Preceptivamente las cuentas públicas -se trate de una institución, de la Administración o esté en la consideración una entidad privada- deben estar a disposición de los ciudadanos o de los socios, para que unos u otros puedan examinarlas y obrar en consecuencia cuando se celebran asambleas generales o plenos de la institución en cuestión. De hecho el punto del orden del día que se refiere a las cuentas es el que suele ocasionar mayores discusiones. Está mandado, incluso, que se señale un período en el cual las cuentas se expongan al público para que los interesados puedan cumplir con su labor fiscalizadora.

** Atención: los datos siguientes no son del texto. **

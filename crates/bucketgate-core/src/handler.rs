//! Entry point bridging request envelopes to the operation pipelines.
//!
//! [`StorageHandlers`] owns the shared storage backend and the handler
//! options. The per-operation pipelines live in the `ops` submodules and are
//! exposed here as `create_bucket`, `create_directory` and `upload_file`.

use std::sync::Arc;

use tracing::debug;

use crate::config::HandlerConfig;
use crate::envelope::RequestEnvelope;
use crate::operations::StorageOperation;
use crate::response::ResponseEnvelope;
use crate::storage::StorageBackend;

/// Request handlers for the three storage operations.
///
/// Cloning is cheap: the backend and configuration are `Arc`-shared, and no
/// per-request state is kept between invocations.
///
/// # Examples
///
/// ```
/// use std::sync::Arc;
///
/// use bucketgate_core::config::HandlerConfig;
/// use bucketgate_core::envelope::RequestEnvelope;
/// use bucketgate_core::handler::StorageHandlers;
/// use bucketgate_core::storage::MemoryStorage;
///
/// let handlers = StorageHandlers::new(Arc::new(MemoryStorage::new()), HandlerConfig::default());
/// let envelope = RequestEnvelope::from_text(r#"{"bucket": "my-bucket"}"#);
/// let response = tokio_test::block_on(handlers.create_bucket(&envelope));
/// assert_eq!(response.status_code, 200);
/// ```
#[derive(Debug, Clone)]
pub struct StorageHandlers {
    pub(crate) storage: Arc<dyn StorageBackend>,
    pub(crate) config: Arc<HandlerConfig>,
}

impl StorageHandlers {
    /// Create handlers over a storage backend.
    #[must_use]
    pub fn new(storage: Arc<dyn StorageBackend>, config: HandlerConfig) -> Self {
        Self {
            storage,
            config: Arc::new(config),
        }
    }

    /// The storage backend serving these handlers.
    #[must_use]
    pub fn storage(&self) -> &dyn StorageBackend {
        self.storage.as_ref()
    }

    /// Dispatch an envelope to the pipeline of `op`.
    pub async fn handle(&self, op: StorageOperation, envelope: &RequestEnvelope) -> ResponseEnvelope {
        debug!(operation = %op, backend = self.storage.name(), "dispatching storage operation");
        match op {
            StorageOperation::CreateBucket => self.create_bucket(envelope).await,
            StorageOperation::CreateDirectory => self.create_directory(envelope).await,
            StorageOperation::UploadFile => self.upload_file(envelope).await,
        }
    }

    /// Emit the raw envelope to the log when event logging is enabled.
    pub(crate) fn log_event(&self, op: StorageOperation, envelope: &RequestEnvelope) {
        if self.config.log_events {
            match serde_json::to_string(envelope) {
                Ok(event) => debug!(operation = %op, %event, "received event"),
                Err(e) => debug!(operation = %op, error = %e, "received unserializable event"),
            }
        }
    }
}
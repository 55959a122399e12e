//! Base64 payload decoding for uploads.

use base64::Engine;
use base64::alphabet;
use base64::engine::{GeneralPurpose, GeneralPurposeConfig};
use bytes::Bytes;

use crate::error::{HandlerError, HandlerResult};

/// Standard alphabet with required padding that tolerates non-zero bits in
/// the last symbol.
const LENIENT_STANDARD: GeneralPurpose = GeneralPurpose::new(
    &alphabet::STANDARD,
    GeneralPurposeConfig::new().with_decode_allow_trailing_bits(true),
);

/// Decode a standard, padded Base64 payload into raw bytes.
///
/// ASCII whitespace (line wrapping added by many encoders) is ignored, and
/// so are unused bits in the final symbol. Padding is still required.
///
/// # Errors
///
/// Returns [`HandlerError::InvalidEncoding`] when the input is not valid
/// Base64.
///
/// # Examples
///
/// ```
/// use bucketgate_core::payload::decode_base64;
///
/// assert_eq!(decode_base64("aGVsbG8=").unwrap().as_ref(), b"hello");
/// assert!(decode_base64("not base64!").is_err());
/// ```
pub fn decode_base64(encoded: &str) -> HandlerResult<Bytes> {
    let compact: String;
    let input = if encoded.bytes().any(|b| b.is_ascii_whitespace()) {
        compact = encoded
            .chars()
            .filter(|c| !c.is_ascii_whitespace())
            .collect();
        compact.as_str()
    } else {
        encoded
    };

    LENIENT_STANDARD
        .decode(input)
        .map(Bytes::from)
        .map_err(|e| HandlerError::InvalidEncoding(e.to_string()))
}
//! Request handlers for basic object-storage operations.
//!
//! BucketGate turns gateway request envelopes into single storage calls:
//! creating a container, creating a directory marker, and uploading a
//! Base64-encoded file. Every outcome, including every failure, is returned
//! as a [`ResponseEnvelope`].
//!
//! # Architecture
//!
//! ```text
//! RequestEnvelope
//!        |
//!        v
//! StorageHandlers (parse -> validate -> normalize -> decode)
//!        |
//!        v
//! dyn StorageBackend (S3, in-memory)
//!        |
//!        v
//! ResponseEnvelope { statusCode, body }
//! ```

pub mod config;
pub mod envelope;
pub mod error;
pub mod handler;
mod ops;
pub mod operations;
pub mod path;
pub mod payload;
pub mod response;
pub mod storage;
pub mod validation;

pub use config::{BucketGateConfig, HandlerConfig, StorageBackendKind};
pub use envelope::RequestEnvelope;
pub use error::{BucketGateError, HandlerError, RemoteError, RemoteErrorKind};
pub use handler::StorageHandlers;
pub use operations::StorageOperation;
pub use response::ResponseEnvelope;
pub use storage::{MemoryStorage, StorageBackend};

El comportamiento en este asunto es diferente, tanto por parte de los gestores de la sociedad como por parte de los socios o ciudadanos. La mayoría de los gestores son exactos cumplidores, y hasta escrupulosos, para que las cuentas lleguen al conocimiento del público a su debido tiempo. Pero también existen otros que «guardan» tan escrupulosamente lo que constituye la documentación de la entidad que el público acude a la asamblea general o al pleno sin haber podido echarle, siquiera, un vistazo a las cuentas. Se les entrega en el acto un folio con el resumen -más o menos claro- y parece que eso es suficiente. Después ocurre lo que ocurre: en un punto crítico y después de una discusión clamorosa hay que revisar y hasta «cuadrar» las cuentas de varios años anteriores. Por parte de los administrados, también se dan dos actitudes. Los hay que examinan «con lupa» las cuentas y obran en consecuencia cuando se presenta la ocasión; y hay otros que se fían hasta tal punto que «se enteran por la prensa» de irregularidades graves perpetradas por los gerentes de turno. Y también -como ocurre con los gerentes- pueden darse las exageraciones en las dos posiciones.

En este periódico se han presentado recientemente casos que podríamos encuadrar en las dos posiciones fundamentales. En un Ayuntamiento que cuenta con unos 500 habitantes, contados la cabeza del municipio y sus tres pedanías, se están tratando ahora presuntas irregularidades que se han cometido desde hace varios años. Hay duplicidad de puestos, al parecer incompatibles por imperativo legal; y hay, también, asuntos que parecen de adolescentes: llamadas por teléfono al extranjero, que, en su cuantía, cualquiera advierte excesivas para conferencias entre la cabeza y las pedanías, para los asuntos municipales. A los destinos y las cuantías se añade que el horario parece inadecuado en nuestros pequeños pueblos. No son los asuntos tan urgentes que haya que utilizar el teléfono a las tres de la mañana. Sin embargo, ha tenido que pasar bastante tiempo para que, a instancias de los concejales del partido contrario -no de los vecinos del pueblo- se esté ocupando hasta la Justicia en esos problemas. Y eso ocurre en un municipio con censo muy bajo y cuyos ciudadanos disponen de muchos ratos, tal vez hasta de aburrimiento, para acercarse a echar un vistazo a las cuentas, en las que se verán gastos de teléfono algo excesivos para un municipio tan pequeño. Por el contrario, en la capital de la provincia -con censo algo mayor que el de ese municipio- alguien ha utilizado un análisis tan atento que le salido de bulto el «superávit» del Ayuntamiento y, en consecuencia, «ha bajado los humos» de los gestores adjudicando el mérito (y con razón) a los ciudadanos, de cuyas aportaciones ha resultado tal exceso en los ingresos por recaudación.

No voy a tratar de disculpar a los vecinos del municipio pequeño, porque la posible justificación podría ser hasta peyorativa. Ni la necesitan. Sí quiero, en cambio, tratar de llevar algo de tranquilidad a quien está «escamado» con el «superávit» del Ayuntamiento de Zamora. El desfase, sin duda, se debe a un error de cálculo al fijar los márgenes de recaudación. Eso se corregirá en años sucesivos. Peor sería incurrir en «déficit» y entramparse en cuantiosas deudas. El superávit puede emplearse en atención a necesidades que siempre se presentan. Yo siempre he dicho, cuando se trata de no subir una cantidad ridícula a los obreros de una gran empresa, que una mínima cantidad multiplicada por el número de obreros puede representar una cantidad inasumible para la empresa.

El superávit millonario del Ayuntamiento capitalino puede ser el feliz resultado de un exceso diminuto en los impuestos ciudadanos. De cualquier modo, habrá que aplicar a ambos casos aquello de «ni tanto ni tan calvo» en la vigilancia.